**Problem requirements:**
Where "while" occurs in a line of the entries below, copy that line.

**Record extracts:**
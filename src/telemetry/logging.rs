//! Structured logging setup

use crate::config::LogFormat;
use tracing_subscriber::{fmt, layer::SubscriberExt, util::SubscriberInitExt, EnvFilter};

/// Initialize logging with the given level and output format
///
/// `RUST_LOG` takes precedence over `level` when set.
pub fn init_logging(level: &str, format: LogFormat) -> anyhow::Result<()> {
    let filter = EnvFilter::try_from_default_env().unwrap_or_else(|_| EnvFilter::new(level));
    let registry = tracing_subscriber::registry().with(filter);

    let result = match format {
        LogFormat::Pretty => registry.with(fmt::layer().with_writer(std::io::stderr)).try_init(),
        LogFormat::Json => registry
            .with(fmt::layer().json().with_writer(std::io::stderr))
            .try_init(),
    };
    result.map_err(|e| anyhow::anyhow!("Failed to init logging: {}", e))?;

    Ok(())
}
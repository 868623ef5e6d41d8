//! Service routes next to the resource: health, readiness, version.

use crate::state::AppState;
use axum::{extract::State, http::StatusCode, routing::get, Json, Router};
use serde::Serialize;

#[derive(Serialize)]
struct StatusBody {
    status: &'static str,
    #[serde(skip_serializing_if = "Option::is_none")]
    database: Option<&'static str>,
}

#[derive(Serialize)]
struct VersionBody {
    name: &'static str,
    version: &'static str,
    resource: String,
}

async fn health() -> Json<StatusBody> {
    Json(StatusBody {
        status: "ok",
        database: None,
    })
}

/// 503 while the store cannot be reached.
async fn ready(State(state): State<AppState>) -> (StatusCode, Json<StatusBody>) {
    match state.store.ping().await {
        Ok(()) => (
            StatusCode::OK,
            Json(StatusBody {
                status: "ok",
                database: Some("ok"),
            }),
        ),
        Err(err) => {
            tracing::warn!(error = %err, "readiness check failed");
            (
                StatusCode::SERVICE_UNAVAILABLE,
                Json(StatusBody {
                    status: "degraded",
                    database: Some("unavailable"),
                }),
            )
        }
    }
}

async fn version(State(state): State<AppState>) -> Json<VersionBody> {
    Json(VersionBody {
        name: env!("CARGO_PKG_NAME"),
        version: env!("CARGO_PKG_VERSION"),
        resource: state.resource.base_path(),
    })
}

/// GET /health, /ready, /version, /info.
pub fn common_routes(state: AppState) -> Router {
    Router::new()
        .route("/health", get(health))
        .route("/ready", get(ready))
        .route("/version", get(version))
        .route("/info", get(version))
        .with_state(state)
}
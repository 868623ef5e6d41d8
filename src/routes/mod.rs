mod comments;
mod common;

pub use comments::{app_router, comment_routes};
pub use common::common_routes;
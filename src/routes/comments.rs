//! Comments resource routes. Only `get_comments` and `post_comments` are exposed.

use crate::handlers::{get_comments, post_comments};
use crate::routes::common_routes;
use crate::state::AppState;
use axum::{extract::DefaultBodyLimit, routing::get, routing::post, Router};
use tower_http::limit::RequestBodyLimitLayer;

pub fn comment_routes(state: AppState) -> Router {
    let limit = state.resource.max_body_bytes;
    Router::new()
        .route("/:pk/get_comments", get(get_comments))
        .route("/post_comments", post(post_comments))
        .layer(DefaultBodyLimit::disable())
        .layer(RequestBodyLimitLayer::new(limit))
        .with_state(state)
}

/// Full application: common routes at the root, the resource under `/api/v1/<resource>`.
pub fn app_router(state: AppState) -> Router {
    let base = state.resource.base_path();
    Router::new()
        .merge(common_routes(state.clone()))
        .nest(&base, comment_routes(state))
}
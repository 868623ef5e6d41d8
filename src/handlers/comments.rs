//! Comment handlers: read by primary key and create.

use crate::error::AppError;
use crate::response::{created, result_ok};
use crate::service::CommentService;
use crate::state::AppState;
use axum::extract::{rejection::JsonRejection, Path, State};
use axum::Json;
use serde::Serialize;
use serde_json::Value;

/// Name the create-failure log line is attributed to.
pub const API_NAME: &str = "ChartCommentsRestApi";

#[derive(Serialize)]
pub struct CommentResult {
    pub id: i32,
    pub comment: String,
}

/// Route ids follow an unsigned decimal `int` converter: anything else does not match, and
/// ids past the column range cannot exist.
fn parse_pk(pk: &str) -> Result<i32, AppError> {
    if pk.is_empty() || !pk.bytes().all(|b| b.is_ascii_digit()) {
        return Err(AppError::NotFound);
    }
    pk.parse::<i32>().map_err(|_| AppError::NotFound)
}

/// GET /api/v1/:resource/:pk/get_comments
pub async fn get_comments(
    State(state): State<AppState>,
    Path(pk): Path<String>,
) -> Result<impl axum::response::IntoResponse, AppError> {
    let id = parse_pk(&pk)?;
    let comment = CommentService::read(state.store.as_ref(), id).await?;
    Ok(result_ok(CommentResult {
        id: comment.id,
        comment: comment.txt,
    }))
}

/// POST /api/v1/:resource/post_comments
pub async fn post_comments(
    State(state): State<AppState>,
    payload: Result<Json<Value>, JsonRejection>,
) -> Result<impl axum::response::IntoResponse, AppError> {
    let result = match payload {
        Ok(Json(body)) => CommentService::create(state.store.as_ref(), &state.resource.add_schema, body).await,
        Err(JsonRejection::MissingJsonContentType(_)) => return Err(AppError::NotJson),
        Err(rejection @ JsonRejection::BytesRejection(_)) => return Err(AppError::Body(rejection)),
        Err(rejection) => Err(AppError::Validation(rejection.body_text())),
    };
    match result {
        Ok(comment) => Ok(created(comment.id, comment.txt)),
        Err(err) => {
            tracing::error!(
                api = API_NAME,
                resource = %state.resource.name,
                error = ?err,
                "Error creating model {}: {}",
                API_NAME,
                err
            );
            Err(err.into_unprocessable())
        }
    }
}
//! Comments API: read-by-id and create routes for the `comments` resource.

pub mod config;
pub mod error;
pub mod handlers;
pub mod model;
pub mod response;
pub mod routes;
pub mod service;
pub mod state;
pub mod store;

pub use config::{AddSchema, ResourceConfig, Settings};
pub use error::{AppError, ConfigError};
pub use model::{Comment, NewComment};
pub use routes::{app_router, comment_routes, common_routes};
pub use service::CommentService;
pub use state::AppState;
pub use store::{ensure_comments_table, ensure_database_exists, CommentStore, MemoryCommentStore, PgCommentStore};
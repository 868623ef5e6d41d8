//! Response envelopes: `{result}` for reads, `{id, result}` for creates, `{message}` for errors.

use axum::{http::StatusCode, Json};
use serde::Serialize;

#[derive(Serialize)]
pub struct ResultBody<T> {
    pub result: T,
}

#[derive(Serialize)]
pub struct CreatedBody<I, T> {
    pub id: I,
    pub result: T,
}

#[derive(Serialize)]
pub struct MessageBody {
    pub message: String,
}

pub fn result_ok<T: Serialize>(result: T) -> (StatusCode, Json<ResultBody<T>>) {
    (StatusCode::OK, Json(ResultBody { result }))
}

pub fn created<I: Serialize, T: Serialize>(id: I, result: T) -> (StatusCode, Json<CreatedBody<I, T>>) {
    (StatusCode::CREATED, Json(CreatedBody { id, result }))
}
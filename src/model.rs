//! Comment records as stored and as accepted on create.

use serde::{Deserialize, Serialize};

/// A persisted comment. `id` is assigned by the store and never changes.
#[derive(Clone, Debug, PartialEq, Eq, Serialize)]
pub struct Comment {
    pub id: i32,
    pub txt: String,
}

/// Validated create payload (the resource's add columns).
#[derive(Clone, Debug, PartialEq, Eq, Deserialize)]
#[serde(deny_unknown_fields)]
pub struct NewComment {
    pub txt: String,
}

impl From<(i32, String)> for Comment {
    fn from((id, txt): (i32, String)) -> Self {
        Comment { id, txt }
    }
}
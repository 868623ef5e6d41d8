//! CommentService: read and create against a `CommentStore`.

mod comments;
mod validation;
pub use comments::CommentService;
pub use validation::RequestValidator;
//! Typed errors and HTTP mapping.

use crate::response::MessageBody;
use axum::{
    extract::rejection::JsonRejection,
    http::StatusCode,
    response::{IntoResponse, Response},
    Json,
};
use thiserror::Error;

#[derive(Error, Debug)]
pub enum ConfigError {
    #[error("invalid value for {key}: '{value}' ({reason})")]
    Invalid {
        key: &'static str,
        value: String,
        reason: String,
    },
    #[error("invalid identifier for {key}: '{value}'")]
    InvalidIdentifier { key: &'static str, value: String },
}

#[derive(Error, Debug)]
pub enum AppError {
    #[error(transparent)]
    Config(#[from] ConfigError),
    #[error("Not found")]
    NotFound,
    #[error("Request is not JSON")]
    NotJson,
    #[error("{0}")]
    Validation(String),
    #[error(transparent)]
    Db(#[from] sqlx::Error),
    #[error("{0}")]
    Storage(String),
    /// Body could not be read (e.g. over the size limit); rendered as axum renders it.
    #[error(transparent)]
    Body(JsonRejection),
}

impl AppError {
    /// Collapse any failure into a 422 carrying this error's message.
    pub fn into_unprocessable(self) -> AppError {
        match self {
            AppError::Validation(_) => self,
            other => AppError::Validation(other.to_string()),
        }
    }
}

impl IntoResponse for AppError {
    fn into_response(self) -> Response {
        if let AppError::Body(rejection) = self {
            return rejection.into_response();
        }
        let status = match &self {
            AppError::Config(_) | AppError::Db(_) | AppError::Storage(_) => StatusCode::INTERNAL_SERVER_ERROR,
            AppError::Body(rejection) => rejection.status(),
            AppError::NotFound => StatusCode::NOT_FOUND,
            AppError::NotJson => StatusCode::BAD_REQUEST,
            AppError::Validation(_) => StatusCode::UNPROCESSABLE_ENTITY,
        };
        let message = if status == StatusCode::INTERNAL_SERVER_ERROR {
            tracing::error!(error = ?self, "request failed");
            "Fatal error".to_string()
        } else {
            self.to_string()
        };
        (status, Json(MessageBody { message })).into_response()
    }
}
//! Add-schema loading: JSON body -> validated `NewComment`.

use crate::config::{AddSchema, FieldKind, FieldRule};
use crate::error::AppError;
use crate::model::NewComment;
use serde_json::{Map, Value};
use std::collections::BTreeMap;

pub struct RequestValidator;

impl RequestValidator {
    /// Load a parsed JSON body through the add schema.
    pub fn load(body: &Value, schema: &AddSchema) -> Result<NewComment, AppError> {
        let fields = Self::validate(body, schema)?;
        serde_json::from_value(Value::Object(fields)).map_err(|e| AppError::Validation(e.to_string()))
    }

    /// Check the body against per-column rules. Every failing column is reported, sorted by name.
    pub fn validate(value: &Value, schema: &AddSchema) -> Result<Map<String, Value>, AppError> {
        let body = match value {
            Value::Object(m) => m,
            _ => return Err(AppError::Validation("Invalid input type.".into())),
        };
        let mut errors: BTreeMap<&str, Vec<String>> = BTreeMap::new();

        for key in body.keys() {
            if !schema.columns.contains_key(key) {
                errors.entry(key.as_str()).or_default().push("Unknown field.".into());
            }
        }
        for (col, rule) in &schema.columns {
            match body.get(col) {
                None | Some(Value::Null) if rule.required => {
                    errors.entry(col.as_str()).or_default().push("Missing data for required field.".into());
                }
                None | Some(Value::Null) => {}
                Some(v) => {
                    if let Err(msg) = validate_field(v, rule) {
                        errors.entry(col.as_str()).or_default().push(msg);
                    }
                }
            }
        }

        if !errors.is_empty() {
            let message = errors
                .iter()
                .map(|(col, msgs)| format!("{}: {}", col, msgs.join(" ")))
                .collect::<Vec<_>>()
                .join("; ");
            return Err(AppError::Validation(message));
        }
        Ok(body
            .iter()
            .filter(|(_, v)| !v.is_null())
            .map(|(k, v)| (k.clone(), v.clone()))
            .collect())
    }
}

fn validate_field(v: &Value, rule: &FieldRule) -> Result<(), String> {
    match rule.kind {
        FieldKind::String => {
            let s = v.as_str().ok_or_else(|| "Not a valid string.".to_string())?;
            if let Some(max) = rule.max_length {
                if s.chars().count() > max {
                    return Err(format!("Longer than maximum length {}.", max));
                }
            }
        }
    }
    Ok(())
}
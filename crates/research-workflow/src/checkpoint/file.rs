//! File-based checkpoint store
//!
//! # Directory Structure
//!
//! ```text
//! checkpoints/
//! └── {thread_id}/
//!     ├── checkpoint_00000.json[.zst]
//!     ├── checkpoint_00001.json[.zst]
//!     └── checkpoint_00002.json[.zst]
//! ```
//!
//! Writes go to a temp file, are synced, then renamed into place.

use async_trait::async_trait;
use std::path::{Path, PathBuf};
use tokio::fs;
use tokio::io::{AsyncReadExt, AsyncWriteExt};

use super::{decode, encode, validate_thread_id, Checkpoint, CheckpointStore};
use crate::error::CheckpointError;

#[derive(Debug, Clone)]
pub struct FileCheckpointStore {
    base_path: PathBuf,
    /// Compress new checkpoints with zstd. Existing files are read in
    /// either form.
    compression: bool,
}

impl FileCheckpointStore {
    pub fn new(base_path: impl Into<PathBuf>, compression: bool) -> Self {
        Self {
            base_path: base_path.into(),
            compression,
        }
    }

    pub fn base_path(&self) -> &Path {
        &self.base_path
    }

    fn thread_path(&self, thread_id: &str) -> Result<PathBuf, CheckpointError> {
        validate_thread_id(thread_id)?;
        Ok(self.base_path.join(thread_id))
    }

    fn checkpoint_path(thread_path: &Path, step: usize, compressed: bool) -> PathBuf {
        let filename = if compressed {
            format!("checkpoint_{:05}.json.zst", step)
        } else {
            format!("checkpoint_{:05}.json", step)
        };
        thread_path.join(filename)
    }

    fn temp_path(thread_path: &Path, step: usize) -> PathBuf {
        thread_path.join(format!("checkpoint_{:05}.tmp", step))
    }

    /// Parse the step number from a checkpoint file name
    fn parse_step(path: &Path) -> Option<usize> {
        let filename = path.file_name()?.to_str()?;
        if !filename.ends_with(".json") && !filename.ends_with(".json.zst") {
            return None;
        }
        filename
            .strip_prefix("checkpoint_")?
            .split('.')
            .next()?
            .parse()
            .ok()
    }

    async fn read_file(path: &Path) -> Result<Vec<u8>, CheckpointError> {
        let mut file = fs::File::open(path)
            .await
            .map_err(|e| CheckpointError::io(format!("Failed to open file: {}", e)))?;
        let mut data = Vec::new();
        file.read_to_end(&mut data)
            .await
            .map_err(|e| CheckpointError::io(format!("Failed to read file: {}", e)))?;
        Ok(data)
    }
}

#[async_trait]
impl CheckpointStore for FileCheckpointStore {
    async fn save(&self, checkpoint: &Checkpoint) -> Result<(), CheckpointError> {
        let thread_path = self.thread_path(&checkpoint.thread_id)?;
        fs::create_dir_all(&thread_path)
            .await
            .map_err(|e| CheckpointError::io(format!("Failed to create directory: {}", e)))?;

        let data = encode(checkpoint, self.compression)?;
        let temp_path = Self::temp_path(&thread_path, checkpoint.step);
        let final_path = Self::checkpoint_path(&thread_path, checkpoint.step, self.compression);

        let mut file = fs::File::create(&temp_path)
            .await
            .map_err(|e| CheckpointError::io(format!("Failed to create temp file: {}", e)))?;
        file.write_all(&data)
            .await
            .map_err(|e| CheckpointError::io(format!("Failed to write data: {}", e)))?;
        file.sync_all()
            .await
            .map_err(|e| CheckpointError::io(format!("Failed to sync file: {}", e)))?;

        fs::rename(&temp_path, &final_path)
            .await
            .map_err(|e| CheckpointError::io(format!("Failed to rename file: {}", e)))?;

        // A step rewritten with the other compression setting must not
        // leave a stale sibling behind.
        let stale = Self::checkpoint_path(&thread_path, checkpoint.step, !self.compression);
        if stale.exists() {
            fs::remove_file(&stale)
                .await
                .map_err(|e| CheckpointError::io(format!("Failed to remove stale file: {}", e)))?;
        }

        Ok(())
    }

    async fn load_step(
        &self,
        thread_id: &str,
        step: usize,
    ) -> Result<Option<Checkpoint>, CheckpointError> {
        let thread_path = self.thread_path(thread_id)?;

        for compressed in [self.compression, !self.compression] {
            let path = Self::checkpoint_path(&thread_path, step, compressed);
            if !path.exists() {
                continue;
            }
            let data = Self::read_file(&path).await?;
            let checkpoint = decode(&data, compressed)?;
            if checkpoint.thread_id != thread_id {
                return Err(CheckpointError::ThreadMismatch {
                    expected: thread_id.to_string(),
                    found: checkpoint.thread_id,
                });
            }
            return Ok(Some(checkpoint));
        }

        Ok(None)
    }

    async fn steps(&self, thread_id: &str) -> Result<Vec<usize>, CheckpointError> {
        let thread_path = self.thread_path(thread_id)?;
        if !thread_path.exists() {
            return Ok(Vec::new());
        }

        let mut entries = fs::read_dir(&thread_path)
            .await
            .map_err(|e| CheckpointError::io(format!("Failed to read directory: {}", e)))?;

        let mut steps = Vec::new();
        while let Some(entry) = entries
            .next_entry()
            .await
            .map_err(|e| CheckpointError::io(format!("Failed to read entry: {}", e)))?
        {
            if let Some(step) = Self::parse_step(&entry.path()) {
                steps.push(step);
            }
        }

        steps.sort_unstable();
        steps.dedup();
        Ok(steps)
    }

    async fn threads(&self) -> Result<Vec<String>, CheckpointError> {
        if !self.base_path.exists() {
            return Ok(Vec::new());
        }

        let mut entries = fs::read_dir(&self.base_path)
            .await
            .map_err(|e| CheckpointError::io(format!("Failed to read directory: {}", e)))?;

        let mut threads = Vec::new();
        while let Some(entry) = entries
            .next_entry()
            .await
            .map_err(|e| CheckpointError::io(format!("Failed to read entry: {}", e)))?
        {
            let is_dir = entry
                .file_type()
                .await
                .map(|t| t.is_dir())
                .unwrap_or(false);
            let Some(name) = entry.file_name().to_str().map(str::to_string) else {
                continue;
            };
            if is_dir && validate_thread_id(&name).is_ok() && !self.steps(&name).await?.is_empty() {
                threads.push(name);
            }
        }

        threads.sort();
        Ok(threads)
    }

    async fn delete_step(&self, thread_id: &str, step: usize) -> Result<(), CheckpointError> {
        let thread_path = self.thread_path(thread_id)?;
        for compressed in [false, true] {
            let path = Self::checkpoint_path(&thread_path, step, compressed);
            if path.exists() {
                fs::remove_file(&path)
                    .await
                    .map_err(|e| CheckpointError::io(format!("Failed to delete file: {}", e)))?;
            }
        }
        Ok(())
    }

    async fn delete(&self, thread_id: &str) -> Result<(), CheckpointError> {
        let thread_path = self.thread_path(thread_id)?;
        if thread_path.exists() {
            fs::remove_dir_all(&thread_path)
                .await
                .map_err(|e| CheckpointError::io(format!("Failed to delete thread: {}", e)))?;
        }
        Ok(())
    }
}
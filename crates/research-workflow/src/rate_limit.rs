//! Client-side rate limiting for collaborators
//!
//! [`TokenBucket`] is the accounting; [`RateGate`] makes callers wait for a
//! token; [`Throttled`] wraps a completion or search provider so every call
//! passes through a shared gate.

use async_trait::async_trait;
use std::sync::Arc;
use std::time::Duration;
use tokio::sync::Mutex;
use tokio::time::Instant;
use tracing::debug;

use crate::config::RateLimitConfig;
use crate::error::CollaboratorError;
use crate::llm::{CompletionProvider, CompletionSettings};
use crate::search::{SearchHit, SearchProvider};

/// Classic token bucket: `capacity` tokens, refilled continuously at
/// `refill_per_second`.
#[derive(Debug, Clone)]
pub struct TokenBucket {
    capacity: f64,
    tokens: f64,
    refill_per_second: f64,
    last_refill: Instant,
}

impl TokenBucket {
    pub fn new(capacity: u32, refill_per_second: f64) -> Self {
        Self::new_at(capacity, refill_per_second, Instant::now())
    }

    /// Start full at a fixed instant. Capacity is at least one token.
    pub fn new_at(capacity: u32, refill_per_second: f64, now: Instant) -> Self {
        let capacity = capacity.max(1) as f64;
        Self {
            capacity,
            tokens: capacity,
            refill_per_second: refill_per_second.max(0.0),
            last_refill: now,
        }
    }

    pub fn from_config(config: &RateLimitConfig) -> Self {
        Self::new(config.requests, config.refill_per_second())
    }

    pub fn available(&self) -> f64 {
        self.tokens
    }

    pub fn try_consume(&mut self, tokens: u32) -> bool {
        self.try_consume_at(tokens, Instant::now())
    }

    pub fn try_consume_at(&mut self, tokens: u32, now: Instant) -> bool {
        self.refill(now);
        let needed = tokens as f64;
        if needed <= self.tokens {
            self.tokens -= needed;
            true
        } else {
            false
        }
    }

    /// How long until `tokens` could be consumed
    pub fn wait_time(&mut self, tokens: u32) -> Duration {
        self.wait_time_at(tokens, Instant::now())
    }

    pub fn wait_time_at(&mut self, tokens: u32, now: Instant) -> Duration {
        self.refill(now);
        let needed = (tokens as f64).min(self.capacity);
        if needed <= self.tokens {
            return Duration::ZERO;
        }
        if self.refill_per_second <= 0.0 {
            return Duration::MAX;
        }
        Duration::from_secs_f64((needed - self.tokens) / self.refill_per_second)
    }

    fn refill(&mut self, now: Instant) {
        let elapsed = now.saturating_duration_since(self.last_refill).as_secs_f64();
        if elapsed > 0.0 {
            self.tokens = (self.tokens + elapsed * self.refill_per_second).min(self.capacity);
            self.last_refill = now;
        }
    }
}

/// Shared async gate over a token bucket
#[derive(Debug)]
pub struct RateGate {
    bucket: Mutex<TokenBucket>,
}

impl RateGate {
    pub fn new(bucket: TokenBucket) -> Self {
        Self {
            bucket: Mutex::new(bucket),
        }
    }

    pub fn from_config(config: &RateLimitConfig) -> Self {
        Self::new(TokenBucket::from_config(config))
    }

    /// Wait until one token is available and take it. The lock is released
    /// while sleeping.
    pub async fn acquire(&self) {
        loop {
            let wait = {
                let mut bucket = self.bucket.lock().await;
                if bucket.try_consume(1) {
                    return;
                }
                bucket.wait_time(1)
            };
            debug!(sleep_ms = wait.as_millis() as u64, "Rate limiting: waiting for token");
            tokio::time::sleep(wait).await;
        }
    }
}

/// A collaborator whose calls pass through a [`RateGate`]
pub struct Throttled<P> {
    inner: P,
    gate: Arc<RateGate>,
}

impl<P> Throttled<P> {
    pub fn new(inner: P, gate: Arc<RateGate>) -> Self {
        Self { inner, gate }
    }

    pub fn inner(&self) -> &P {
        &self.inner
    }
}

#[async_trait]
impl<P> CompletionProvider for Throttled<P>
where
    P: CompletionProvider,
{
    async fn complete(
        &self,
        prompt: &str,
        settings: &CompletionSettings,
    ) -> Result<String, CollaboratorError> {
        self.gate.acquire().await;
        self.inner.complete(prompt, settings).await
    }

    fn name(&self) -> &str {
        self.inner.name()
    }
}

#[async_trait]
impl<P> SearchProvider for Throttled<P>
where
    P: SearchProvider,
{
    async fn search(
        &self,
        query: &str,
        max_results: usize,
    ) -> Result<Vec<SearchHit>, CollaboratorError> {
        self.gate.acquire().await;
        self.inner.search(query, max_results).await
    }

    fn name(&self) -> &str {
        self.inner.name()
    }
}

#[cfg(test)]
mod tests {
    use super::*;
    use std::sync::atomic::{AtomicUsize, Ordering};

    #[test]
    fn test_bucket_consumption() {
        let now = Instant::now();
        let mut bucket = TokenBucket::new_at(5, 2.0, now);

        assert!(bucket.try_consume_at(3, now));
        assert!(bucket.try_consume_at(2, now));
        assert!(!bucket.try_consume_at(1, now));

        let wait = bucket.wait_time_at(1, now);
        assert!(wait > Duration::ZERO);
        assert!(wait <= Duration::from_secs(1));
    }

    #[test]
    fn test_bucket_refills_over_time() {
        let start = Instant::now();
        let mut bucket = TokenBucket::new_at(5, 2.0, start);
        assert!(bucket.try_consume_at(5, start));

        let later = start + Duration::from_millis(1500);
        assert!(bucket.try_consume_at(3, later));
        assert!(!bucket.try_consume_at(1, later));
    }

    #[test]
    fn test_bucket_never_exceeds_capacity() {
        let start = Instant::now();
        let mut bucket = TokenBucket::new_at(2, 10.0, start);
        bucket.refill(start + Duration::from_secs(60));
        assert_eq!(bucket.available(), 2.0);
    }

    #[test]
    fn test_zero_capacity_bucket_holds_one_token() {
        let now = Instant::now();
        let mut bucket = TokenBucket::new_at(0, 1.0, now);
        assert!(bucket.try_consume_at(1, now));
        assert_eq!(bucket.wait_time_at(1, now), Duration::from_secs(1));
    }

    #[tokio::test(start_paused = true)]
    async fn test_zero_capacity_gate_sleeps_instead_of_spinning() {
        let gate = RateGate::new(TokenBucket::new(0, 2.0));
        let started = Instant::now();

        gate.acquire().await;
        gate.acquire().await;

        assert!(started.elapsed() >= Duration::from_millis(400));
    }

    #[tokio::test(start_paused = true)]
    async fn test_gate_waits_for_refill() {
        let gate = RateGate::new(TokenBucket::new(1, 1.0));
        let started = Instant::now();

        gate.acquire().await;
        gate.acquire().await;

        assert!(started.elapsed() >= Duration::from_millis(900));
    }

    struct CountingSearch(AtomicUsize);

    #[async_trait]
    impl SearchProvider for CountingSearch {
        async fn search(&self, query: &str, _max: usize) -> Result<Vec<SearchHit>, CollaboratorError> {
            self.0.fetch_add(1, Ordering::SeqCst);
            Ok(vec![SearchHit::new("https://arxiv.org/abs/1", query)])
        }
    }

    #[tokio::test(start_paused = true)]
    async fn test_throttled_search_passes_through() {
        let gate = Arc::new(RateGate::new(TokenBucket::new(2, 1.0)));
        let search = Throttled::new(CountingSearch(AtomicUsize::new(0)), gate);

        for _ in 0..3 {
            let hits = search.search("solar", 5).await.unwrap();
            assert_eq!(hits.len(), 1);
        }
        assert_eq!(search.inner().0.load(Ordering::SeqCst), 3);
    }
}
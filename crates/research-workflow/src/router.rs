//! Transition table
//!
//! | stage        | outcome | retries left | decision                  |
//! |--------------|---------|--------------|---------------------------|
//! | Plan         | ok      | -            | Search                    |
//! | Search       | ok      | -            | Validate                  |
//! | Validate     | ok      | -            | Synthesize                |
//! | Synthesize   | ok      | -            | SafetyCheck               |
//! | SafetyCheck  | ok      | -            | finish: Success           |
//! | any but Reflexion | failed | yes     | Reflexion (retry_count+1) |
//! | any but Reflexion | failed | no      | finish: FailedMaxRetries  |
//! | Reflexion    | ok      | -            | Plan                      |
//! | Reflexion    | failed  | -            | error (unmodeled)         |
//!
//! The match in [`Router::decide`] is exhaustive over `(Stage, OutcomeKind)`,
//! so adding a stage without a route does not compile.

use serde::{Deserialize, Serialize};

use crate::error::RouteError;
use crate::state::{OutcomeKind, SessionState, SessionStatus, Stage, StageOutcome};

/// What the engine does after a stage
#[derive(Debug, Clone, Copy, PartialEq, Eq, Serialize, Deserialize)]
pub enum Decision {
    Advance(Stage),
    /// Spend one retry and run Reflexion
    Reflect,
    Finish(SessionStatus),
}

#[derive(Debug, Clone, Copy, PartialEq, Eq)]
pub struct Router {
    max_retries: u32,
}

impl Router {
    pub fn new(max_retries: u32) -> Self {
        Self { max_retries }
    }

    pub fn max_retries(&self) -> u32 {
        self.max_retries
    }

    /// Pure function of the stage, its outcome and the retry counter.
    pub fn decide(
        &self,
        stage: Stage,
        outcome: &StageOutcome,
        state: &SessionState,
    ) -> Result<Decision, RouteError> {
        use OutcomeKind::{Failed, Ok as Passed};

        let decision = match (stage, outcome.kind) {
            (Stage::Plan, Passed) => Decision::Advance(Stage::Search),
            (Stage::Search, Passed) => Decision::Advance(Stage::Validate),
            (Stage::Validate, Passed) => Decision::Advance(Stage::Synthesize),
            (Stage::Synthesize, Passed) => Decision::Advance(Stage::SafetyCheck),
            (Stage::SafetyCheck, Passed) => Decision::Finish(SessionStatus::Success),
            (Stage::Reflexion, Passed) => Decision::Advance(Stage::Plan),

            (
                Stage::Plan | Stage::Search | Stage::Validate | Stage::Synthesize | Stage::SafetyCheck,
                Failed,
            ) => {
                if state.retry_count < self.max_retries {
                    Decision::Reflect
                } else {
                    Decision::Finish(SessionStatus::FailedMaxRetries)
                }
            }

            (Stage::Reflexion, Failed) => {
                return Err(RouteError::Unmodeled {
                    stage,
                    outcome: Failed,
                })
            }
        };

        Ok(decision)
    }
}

**Expected answer:**
/// 503 while the store cannot be reached.
        while let Some(entry) = entries
        while let Some(entry) = entries
    /// while sleeping.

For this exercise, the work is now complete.